I don't think of NPOV as being a common value, but rather I think NPOV as being Wikipedia's answer to the common value of avoiding editorial bias. Wikipedia has much more fine-grained editorial input than Wikisource or Commons.  Wikisource and Commons must avoid editorial bias in the presentation of the works we host, rather than within the works themselves.  Wikisource for example does not allow excerpts of published works (as opposed to published excerpts).  While we host biased material, we aim to avoid biased presentations of material.  So far it seems to have been successful, even where there have been initial accusations of bias or inaccuracy to be worked out.
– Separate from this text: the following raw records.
// handlers/protected/auth/session.rs - current seller and store customer sessions

use axum::{extract::State, http::HeaderMap};
use serde::Deserialize;

use crate::auth::{CustomerPrincipal, SellerPrincipal};
use crate::error::ApiError;
use crate::middleware::request::optional;
use crate::middleware::tenant::{injected, X_CUSTOM_DOMAIN};
use crate::middleware::{ApiResponse, ApiResult, ValidQuery};
use crate::state::AppState;

/// GET /api/auth/me - The authenticated seller, profile and store
///
/// Token from `Authorization: Bearer` or the `seller_token` cookie.
///
/// Expected Output:
/// ```json
/// {
///   "success": true,
///   "data": {
///     "user": { "id": "...", "email": "ada@example.com", "role": "SELLER" },
///     "profile": { "storeName": "Acme" },
///     "store": { "slug": "acme", "isActive": true }
///   }
/// }
/// ```
pub async fn me_get(State(state): State<AppState>, headers: HeaderMap) -> ApiResult<SellerPrincipal> {
    let seller = state.resolver().resolve_seller(&headers).await?;
    Ok(ApiResponse::success(seller))
}

#[derive(Debug, Default, Deserialize)]
#[serde(rename_all = "camelCase")]
pub struct VerifyParams {
    pub store_slug: Option<String>,
}

/// GET /api/auth/verify-store-token - Check a store customer's token
///
/// With `?storeSlug=` (or on a custom domain) the token must be scoped to
/// that store, otherwise 401 `Invalid store context`.
///
/// Output: `{ "customer": {...}, "store": {...} }`
pub async fn verify_store_token_get(
    State(state): State<AppState>,
    headers: HeaderMap,
    ValidQuery(params): ValidQuery<VerifyParams>,
) -> ApiResult<CustomerPrincipal> {
    let gateway = state.gateway();
    let expected = match (optional(params.store_slug), injected(&headers, &X_CUSTOM_DOMAIN)) {
        (Some(slug), _) => Some(
            gateway
                .find_store_by_slug(&slug)
                .await?
                .ok_or_else(|| ApiError::not_found("Store not found"))?,
        ),
        (None, Some(domain)) => gateway.find_store_by_domain(&domain).await?,
        (None, None) => None,
    };

    let customer = state
        .resolver()
        .resolve_customer(&headers, expected.as_ref())
        .await?;
    Ok(ApiResponse::success(customer))
}
// handlers/protected/store/account.rs - the signed-in customer's account and orders

use axum::{
    extract::{Path, State},
    http::HeaderMap,
};

use crate::auth::CustomerPrincipal;
use crate::database::models::Order;
use crate::handlers::public::store::active_store;
use crate::middleware::{ApiResponse, ApiResult};
use crate::state::AppState;

async fn customer_of(state: &AppState, headers: &HeaderMap, slug: &str) -> Result<CustomerPrincipal, crate::error::ApiError> {
    let store = active_store(state.gateway(), slug).await?;
    Ok(state.resolver().resolve_customer(headers, Some(&store)).await?)
}

/// GET /api/store/:slug/account - The customer's profile in this store
///
/// Output: `{ "customer": { "id": "...", "email": "...", "firstName": "Sam" }, "store": {...} }`
pub async fn account_get(
    State(state): State<AppState>,
    headers: HeaderMap,
    Path(slug): Path<String>,
) -> ApiResult<CustomerPrincipal> {
    let principal = customer_of(&state, &headers, &slug).await?;
    Ok(ApiResponse::success(principal))
}

/// GET /api/store/:slug/orders - The customer's orders in this store, newest first
pub async fn orders_get(
    State(state): State<AppState>,
    headers: HeaderMap,
    Path(slug): Path<String>,
) -> ApiResult<Vec<Order>> {
    let principal = customer_of(&state, &headers, &slug).await?;
    let orders = state
        .gateway()
        .list_customer_orders(principal.store.id, principal.customer.id)
        .await?;
    Ok(ApiResponse::success(orders))
}
// handlers/public/ai/mod.rs - AI shopping assistant

pub mod chat; // POST /api/ai/chat

pub use chat::chat_post;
I think the people who are saying NPOV is a common value, are just using this acronym as shorthand.  If you really examine how NPOV is defined; it simply doesn't hold up for other projects.  The real value behind this issue if the "sum of all human knowledge".  Bias in the form that excludes other information or interpretations is taboo, yet bias itself is not excluded.